TASK TO COMPLETE:
Using the listing that follows, filter out every line lacking the string "lines" and return the rest.
------------------------------------------------
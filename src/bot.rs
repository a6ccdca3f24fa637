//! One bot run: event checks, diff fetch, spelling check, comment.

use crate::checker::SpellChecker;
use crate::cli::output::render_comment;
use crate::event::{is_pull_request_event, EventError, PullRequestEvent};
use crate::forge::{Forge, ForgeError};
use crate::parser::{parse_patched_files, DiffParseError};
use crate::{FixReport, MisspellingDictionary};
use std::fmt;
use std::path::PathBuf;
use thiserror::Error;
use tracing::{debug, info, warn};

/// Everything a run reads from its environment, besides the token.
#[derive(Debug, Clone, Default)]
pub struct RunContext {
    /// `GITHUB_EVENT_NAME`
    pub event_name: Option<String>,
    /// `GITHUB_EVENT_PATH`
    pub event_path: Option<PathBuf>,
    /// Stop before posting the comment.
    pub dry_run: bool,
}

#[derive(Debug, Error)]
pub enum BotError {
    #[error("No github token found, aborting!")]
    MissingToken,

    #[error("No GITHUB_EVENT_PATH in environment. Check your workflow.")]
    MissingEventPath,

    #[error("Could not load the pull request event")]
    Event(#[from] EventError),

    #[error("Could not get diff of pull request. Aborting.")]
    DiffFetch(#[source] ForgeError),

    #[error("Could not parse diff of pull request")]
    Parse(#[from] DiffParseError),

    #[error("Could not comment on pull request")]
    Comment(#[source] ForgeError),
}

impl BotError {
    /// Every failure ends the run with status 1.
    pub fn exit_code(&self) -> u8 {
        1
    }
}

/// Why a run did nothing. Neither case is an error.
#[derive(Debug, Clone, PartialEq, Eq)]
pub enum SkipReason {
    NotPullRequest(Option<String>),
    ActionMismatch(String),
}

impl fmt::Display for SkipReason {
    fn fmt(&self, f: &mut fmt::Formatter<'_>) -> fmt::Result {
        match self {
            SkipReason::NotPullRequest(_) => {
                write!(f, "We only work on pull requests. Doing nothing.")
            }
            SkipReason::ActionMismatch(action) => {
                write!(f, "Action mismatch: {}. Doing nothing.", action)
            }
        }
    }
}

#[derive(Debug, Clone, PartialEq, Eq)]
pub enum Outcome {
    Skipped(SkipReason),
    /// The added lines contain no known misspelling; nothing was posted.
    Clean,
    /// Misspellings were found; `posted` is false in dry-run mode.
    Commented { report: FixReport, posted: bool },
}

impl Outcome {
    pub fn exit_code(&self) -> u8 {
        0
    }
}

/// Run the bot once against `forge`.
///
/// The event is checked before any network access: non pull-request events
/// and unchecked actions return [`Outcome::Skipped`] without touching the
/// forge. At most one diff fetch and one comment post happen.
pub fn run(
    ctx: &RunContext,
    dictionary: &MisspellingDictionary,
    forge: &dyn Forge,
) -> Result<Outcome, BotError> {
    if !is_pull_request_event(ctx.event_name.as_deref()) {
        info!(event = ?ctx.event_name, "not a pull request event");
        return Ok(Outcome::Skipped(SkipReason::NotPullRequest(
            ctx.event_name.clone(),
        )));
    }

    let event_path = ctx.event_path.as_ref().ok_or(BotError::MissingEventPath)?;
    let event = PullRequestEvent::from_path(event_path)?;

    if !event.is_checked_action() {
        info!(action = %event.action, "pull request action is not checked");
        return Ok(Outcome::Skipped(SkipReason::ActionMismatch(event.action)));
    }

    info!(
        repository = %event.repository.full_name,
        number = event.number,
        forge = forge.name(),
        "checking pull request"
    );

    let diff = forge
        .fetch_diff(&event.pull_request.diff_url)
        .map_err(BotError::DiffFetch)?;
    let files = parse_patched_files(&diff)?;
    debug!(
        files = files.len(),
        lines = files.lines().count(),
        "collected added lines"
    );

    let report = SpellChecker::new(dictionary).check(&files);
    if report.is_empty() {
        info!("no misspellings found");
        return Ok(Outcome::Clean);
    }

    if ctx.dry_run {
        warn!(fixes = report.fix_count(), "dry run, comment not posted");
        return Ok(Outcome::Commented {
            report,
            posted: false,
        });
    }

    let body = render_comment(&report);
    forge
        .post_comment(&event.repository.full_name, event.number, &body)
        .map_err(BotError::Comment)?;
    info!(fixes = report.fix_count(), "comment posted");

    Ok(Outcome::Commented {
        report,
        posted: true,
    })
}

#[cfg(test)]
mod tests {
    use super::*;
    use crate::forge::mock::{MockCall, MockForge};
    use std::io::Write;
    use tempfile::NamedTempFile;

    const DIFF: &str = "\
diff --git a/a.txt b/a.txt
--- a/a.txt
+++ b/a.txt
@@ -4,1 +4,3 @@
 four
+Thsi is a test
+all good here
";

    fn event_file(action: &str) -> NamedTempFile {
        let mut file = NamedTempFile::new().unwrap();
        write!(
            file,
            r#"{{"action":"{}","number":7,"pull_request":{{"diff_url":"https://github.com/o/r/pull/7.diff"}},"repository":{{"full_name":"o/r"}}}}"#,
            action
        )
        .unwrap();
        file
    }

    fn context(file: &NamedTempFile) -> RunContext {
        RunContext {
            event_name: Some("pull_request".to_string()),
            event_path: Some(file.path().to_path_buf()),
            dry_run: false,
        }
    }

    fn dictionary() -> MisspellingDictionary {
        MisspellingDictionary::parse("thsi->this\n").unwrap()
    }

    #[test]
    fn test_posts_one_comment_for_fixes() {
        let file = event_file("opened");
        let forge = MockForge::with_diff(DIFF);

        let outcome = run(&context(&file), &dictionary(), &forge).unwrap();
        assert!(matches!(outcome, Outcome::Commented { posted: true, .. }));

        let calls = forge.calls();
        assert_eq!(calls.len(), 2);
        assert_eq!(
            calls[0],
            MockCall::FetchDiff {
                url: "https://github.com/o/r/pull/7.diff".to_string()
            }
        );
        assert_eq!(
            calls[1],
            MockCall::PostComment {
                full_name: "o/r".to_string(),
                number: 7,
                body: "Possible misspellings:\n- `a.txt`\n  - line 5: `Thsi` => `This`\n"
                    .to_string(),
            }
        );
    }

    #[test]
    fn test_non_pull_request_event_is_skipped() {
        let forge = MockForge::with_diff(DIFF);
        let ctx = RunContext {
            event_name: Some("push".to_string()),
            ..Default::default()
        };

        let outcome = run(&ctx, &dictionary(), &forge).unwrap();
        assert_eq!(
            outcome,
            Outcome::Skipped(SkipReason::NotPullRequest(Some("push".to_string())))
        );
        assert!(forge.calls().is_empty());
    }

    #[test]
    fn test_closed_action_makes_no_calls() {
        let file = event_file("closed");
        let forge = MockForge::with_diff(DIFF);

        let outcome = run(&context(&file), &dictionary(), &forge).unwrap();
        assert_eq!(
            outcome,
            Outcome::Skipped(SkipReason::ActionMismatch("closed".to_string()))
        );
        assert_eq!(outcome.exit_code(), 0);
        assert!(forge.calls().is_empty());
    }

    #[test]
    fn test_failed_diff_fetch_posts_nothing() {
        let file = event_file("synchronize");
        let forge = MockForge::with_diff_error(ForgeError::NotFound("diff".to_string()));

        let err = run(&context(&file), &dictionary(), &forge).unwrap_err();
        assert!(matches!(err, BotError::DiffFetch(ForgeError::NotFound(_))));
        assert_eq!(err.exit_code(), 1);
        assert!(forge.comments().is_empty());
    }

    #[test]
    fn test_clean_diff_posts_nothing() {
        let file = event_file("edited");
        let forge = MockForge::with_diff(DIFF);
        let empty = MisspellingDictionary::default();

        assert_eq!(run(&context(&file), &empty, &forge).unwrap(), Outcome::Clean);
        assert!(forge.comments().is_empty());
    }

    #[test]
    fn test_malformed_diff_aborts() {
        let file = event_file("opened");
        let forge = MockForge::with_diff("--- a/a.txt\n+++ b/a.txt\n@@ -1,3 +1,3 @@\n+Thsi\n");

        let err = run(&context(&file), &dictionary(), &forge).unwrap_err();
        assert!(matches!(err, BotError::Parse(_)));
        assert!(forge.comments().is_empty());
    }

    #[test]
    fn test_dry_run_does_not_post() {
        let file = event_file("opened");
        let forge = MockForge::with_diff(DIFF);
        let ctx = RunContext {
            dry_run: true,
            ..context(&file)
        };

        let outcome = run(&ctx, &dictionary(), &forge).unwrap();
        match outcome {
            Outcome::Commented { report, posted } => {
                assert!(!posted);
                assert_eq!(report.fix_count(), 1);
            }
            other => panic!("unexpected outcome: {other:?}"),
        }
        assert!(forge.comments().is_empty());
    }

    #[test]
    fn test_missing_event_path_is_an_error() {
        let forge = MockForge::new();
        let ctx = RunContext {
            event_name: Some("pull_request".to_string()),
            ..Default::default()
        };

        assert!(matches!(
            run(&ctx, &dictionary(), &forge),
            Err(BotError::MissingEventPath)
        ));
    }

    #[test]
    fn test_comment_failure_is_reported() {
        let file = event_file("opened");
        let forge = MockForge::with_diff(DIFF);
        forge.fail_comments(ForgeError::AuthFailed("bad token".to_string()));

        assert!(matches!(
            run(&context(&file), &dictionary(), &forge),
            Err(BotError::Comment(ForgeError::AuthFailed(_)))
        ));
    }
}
------------------------------------------------
RESULT:
    /// The added lines contain no known misspelling; nothing was posted.
        lines = files.lines().count(),
        "collected added lines"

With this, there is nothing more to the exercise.